一点也不怕自身的秘密被外人知道,一巴掌就把那两个规规矩矩飘到他面前的家伙拍飞到了墙上,“她喜欢乱来,你们也跟着乱是吧?本尊不在你们就越来越不知道什么叫仆人了,是吗!”
幽冥镜和静魂梳晃晃悠悠的又飘了起来,老老实实的承受着他的怒气,随墨看着突然闯入的人,问:“你是谁?”这两小东西怎么会听他的话?清儿不下指令的话,它们是绝对不会动弹的。
陌铘挑眉,有看头!
“你又是谁?有什么资格这样跟本尊说话?”鬼靥自然知道眼前的人是谁,可是一想到他跟她的关系,他就来脾气,又加上她又一次这么不爱惜自己,怒上加怒,口气比以往更狂妄!
主人一直都是他的,他看着面前那突然出现在主人命轮中的人就一阵不爽,以后,主人的注意力肯定全部都会放在这个男人身上,然后就像寻常人类一样的成婚,生子。
鬼靥想着想着,脸就绿了,他绝对不会允许的!
主人是高高在上的,这个男人凭什么得到主人的眷顾?就算……就算他为主人承担了那些痛苦又怎样?他才不会承认他是主人的人!
“呵,凭我是清儿未来的男人,怎么?”心口的绞痛加上眼前的人的优秀,让他产生了一种危机感,同样持着怒火的人也选择口不择言,打定主意要刺激这个和清儿有暧昧关系的家伙!
“笑死本尊了!你是她未来的男人?那本尊就是她以前的男人!”鬼靥冷笑着拍开挡住他视线的两个小东西,上前一步,双手环胸,居高临下的看着他,道:“就你还跟本尊争女人?也太嫩了点!”
随墨怒极反笑,若不是现在是魂体状态,他的外在条件会输给他?笑话!
“你后自动她的过去吗?知道她喜欢什么吗?知道她的习惯吗?知道她为什么一直在笑吗?”鬼靥继续冷笑着,字字带刺的追问着同样冷笑着的随墨,“你知道她在乎什么讨厌什么?又或者,你根本什么都不知道,更或者,你只是为了找回本体所以才依附强大的她?”
“噢,不,你不知道,什么都不知道,你不知道原来的她是怎样的强大,不知道她的力量为什么被牵制,又在被什么牵制?”
“鬼、鬼靥……别、别说了……”随墨平时虽然没什么脾气,可是,他脾气来了,就完蛋了啊!
“是啊,鬼靥,随墨对主人很重要的,你就别搅和了。
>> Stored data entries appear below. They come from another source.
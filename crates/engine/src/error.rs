//! The module contains the error the engine can throw.
//!
//! The errors are:
//!
//! - [`ExistingKey`] thrown when a username is already registered.
//! - [`InvalidCredentials`] thrown when a login does not match any user.
//! - [`InvalidName`] thrown for an empty username or one with surrounding
//!   whitespace.
//! - [`Database`] wrapping every failure of the underlying store.
//!
//!  [`ExistingKey`]: EngineError::ExistingKey
//!  [`InvalidCredentials`]: EngineError::InvalidCredentials
//!  [`InvalidName`]: EngineError::InvalidName
//!  [`Database`]: EngineError::Database
use sea_orm::DbErr;
use thiserror::Error;

/// Engine custom errors.
#[derive(Error, Debug)]
pub enum EngineError {
    #[error("{0} already exists")]
    ExistingKey(String),
    #[error("Incorrect username or password")]
    InvalidCredentials,
    #[error("Invalid name: {0}")]
    InvalidName(String),
    #[error("Invalid password: {0}")]
    InvalidPassword(String),
    #[error("Password hashing failed: {0}")]
    PasswordHash(String),
    #[error(transparent)]
    Database(#[from] DbErr),
}

impl PartialEq for EngineError {
    fn eq(&self, other: &Self) -> bool {
        match (self, other) {
            (Self::ExistingKey(a), Self::ExistingKey(b)) => a == b,
            (Self::InvalidCredentials, Self::InvalidCredentials) => true,
            (Self::InvalidName(a), Self::InvalidName(b)) => a == b,
            (Self::InvalidPassword(a), Self::InvalidPassword(b)) => a == b,
            (Self::PasswordHash(a), Self::PasswordHash(b)) => a == b,
            (Self::Database(a), Self::Database(b)) => a.to_string() == b.to_string(),
            _ => false,
        }
    }
}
”随墨好不容易才从半魔状态恢复到了还算正常的现在,被鬼靥这么一刺激,保不准他又会变回去。到时候,主人肯定肯定会生气的!
“他很重要?那么,本尊就不重要了?”
静魂梳的那一句随墨对墨可清很重要的话完全触怒了鬼靥,在鬼靥心里,墨可清是最重要最不可替代的,同时墨可清也是最宠他的,所以,潜意识里,他认为墨可清是他的。
虽然只是单纯的主仆之情,可是,他觉得他的关爱被一个陌生人抢走了,他觉得他以后都不会被他唯一的最重要的主人宠了。